Word for word, set down every line of the entries below from the line with "let document = window" to the line with "let app = Rc::new(Self", including both, and no other line.

(Data records)
----------------
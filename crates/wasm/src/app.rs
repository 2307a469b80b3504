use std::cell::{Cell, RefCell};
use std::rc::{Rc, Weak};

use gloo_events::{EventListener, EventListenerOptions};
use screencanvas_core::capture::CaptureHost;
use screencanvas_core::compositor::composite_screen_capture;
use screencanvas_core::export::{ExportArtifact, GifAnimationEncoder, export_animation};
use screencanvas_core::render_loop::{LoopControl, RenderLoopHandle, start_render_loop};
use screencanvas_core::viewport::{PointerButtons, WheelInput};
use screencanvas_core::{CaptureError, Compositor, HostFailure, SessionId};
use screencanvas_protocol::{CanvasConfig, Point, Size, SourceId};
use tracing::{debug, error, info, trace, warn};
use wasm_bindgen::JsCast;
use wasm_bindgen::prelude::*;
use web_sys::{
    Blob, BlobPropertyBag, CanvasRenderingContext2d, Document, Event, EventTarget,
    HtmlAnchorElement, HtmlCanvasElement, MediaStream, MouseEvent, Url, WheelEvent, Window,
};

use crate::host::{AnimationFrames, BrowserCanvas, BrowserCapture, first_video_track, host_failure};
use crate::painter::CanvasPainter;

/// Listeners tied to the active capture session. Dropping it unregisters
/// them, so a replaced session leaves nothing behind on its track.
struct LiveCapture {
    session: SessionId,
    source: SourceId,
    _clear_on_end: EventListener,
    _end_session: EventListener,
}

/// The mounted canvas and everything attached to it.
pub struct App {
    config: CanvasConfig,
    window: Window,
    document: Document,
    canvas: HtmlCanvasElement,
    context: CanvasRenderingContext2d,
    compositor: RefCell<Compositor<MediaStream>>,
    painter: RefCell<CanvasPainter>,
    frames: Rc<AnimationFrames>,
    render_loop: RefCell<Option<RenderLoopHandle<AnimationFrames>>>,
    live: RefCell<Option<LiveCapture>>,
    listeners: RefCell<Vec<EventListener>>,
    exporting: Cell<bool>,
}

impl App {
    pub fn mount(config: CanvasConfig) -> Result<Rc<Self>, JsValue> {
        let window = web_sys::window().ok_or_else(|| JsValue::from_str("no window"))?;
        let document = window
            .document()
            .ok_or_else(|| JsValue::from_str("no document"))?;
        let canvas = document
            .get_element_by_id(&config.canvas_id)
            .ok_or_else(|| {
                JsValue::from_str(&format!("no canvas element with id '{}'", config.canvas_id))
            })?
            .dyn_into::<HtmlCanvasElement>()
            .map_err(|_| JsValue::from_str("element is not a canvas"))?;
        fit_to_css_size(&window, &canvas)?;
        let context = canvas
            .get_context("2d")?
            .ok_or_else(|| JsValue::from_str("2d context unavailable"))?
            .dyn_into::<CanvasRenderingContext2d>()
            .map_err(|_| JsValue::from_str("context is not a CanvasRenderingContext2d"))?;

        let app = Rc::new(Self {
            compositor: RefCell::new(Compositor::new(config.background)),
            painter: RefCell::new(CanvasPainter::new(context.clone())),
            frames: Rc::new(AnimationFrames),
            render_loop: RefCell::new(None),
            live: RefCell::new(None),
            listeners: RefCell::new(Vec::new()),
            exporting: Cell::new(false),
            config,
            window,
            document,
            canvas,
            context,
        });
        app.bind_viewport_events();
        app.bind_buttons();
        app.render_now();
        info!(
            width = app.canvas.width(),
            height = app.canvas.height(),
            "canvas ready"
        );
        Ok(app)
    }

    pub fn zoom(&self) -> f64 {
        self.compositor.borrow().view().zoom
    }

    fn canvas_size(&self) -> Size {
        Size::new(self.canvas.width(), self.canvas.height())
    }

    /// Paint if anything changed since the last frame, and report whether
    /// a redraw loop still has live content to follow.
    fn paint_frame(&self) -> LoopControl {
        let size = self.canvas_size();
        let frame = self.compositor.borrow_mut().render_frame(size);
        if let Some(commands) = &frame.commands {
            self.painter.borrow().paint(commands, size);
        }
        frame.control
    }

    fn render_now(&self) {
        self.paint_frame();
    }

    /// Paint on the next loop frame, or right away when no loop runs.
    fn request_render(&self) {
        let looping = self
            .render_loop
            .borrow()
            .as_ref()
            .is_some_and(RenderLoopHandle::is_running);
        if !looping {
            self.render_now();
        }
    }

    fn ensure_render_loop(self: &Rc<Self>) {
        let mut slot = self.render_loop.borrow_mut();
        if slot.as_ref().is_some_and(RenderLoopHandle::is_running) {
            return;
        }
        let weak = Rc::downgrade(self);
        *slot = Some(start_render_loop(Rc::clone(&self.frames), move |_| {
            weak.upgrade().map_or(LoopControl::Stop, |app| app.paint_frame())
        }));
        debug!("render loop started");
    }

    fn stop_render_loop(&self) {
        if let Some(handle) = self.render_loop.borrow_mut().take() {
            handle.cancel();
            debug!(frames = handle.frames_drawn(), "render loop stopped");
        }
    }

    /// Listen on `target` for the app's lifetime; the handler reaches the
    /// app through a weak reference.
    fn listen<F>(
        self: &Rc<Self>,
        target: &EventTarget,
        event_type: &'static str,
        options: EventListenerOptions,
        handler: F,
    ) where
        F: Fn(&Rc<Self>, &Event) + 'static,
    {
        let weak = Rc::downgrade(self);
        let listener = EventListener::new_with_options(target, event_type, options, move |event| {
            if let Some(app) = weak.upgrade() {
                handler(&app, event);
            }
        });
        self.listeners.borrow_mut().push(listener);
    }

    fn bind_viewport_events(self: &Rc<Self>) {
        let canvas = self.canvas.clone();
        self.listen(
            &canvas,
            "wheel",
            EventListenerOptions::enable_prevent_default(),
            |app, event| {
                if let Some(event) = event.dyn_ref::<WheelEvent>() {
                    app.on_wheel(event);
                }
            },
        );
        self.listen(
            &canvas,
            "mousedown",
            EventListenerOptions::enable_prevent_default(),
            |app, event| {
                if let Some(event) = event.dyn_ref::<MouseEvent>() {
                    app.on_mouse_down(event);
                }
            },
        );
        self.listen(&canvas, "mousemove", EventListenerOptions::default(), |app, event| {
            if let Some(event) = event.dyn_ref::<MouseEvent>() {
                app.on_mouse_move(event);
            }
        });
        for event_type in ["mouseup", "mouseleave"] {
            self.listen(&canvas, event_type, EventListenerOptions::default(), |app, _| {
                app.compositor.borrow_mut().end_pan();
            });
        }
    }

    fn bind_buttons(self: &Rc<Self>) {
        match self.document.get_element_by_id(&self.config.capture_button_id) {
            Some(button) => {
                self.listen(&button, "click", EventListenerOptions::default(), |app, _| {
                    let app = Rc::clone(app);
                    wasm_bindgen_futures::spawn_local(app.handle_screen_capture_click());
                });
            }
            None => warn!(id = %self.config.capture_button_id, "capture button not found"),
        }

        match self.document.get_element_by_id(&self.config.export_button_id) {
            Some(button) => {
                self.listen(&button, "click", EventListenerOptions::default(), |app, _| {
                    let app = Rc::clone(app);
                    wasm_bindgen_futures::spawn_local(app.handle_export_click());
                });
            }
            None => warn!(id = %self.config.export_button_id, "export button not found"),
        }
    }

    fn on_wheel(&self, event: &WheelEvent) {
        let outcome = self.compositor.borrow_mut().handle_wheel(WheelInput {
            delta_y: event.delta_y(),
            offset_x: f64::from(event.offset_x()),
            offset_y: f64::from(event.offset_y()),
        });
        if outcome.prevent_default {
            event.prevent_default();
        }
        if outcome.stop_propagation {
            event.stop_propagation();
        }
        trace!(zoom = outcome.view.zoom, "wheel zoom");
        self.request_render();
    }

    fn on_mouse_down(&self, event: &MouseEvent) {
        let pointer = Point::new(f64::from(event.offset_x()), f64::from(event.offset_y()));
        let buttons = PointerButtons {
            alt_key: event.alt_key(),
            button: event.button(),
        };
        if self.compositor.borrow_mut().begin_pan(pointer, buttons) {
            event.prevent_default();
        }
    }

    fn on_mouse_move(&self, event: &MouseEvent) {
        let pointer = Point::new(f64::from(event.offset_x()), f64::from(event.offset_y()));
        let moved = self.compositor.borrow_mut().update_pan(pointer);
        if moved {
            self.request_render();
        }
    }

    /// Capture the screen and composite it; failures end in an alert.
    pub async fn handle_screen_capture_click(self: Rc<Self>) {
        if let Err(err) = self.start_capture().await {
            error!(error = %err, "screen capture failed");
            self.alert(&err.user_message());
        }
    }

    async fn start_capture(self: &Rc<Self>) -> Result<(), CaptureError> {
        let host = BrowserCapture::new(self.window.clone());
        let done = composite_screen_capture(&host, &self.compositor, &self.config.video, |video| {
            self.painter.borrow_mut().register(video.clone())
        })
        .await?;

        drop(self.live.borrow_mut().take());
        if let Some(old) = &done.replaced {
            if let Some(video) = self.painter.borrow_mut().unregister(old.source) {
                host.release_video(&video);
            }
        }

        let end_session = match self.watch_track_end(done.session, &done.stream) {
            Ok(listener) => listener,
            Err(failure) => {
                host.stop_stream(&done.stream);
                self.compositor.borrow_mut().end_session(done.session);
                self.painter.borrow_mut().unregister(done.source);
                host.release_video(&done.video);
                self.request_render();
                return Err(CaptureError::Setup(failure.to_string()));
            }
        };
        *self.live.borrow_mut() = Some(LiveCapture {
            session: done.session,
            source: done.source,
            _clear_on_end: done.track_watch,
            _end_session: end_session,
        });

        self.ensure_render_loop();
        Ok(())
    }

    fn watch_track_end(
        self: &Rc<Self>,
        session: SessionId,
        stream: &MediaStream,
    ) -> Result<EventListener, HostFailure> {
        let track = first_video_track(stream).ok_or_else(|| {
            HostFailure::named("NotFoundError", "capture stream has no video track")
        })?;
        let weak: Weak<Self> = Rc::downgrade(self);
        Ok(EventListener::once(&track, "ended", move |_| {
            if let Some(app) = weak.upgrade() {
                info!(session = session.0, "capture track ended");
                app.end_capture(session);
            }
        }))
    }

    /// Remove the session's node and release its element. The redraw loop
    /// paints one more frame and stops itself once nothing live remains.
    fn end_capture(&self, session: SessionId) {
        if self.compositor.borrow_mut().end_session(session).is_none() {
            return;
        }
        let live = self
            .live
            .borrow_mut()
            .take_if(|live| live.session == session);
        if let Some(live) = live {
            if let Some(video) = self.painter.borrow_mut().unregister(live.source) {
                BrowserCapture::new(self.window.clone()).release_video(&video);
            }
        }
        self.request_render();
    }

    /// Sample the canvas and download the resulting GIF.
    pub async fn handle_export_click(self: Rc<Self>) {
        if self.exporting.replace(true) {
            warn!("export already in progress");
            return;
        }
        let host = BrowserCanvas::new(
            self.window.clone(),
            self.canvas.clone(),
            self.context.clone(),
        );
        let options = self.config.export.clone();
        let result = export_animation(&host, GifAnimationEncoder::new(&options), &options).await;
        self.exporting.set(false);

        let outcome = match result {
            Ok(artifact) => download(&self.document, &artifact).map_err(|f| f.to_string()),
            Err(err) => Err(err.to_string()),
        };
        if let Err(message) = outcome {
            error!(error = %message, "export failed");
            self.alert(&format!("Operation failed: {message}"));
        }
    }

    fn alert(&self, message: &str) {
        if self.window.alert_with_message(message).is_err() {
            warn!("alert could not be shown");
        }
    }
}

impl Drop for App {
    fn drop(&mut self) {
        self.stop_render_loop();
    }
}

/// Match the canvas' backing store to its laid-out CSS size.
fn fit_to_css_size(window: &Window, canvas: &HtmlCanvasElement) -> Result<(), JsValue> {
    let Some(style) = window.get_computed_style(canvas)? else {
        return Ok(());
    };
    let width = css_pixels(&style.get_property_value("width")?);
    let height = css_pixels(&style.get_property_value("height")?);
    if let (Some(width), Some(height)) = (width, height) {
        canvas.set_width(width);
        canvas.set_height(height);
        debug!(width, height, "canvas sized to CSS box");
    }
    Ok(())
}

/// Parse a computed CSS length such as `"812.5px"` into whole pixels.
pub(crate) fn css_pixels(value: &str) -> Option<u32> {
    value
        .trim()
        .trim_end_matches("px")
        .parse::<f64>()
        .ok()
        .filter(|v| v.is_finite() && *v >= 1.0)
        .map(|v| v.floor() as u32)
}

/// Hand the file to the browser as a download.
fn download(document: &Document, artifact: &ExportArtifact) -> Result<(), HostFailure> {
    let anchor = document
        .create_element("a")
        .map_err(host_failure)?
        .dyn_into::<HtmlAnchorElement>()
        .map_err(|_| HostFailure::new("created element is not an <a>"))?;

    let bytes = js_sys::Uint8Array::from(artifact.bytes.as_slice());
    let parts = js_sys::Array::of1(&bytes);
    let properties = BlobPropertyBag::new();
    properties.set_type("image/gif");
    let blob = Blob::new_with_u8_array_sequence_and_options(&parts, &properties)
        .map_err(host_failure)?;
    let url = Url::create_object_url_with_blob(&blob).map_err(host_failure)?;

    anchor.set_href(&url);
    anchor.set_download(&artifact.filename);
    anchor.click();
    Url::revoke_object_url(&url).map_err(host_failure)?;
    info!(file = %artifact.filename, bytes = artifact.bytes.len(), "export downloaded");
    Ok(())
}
----------------
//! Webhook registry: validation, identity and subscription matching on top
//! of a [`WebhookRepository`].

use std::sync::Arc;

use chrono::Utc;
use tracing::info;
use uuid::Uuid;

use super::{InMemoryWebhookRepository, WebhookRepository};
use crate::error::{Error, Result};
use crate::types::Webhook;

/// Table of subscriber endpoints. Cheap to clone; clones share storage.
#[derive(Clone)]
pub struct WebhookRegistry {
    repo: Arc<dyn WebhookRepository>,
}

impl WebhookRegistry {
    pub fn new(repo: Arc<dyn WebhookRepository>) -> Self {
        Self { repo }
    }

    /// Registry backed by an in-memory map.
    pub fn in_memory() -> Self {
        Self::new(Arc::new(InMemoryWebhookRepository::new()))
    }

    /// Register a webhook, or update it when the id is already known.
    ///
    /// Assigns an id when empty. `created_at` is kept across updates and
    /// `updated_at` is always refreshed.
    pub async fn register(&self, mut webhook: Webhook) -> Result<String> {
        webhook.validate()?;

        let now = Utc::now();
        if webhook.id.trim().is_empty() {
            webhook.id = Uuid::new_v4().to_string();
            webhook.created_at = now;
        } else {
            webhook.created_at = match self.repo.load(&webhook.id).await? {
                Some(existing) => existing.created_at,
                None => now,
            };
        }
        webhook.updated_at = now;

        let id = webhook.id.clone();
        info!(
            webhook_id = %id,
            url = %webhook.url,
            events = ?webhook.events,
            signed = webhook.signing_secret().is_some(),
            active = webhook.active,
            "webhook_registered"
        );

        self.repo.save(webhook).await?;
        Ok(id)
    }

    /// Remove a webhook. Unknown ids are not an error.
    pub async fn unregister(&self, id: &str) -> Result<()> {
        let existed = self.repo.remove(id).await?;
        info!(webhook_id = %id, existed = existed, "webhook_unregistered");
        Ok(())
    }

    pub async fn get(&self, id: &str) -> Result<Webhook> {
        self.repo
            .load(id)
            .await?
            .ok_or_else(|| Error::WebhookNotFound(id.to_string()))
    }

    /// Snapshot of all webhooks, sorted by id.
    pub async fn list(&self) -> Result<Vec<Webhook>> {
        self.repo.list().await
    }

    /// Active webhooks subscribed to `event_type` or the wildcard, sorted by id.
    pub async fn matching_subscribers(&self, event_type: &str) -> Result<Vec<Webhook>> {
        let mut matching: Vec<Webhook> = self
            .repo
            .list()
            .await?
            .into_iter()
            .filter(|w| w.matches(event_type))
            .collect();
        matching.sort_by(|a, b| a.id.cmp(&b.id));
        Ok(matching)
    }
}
----------------
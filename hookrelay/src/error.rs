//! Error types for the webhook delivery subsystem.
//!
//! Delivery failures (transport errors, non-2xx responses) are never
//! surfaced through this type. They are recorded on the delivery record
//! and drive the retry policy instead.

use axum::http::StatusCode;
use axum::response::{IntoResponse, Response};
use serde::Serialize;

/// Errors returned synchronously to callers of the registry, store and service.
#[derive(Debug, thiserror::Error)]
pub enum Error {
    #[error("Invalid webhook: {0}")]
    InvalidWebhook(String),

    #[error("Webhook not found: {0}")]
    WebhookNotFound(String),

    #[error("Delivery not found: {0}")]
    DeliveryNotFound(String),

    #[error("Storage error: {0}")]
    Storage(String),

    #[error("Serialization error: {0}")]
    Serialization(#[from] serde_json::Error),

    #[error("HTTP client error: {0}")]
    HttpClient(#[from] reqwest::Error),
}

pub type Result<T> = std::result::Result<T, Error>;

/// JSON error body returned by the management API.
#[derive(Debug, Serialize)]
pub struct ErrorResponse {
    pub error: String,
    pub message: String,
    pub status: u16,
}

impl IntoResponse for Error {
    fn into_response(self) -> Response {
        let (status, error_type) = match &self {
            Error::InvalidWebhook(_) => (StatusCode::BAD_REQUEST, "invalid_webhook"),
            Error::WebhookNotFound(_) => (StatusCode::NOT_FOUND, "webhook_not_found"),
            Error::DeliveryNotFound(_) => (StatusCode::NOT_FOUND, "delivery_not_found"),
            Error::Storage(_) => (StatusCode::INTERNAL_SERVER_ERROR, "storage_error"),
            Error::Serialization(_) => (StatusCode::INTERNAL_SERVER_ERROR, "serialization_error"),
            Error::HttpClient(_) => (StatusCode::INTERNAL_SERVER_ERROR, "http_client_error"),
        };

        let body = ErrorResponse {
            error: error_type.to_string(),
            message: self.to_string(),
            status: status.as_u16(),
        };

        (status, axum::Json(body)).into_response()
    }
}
----------------
_FINISHED EXERCISE_
        let document = window
            .document()
            .ok_or_else(|| JsValue::from_str("no document"))?;
        let canvas = document
            .get_element_by_id(&config.canvas_id)
            .ok_or_else(|| {
                JsValue::from_str(&format!("no canvas element with id '{}'", config.canvas_id))
            })?
            .dyn_into::<HtmlCanvasElement>()
            .map_err(|_| JsValue::from_str("element is not a canvas"))?;
        fit_to_css_size(&window, &canvas)?;
        let context = canvas
            .get_context("2d")?
            .ok_or_else(|| JsValue::from_str("2d context unavailable"))?
            .dyn_into::<CanvasRenderingContext2d>()
            .map_err(|_| JsValue::from_str("context is not a CanvasRenderingContext2d"))?;

        let app = Rc::new(Self {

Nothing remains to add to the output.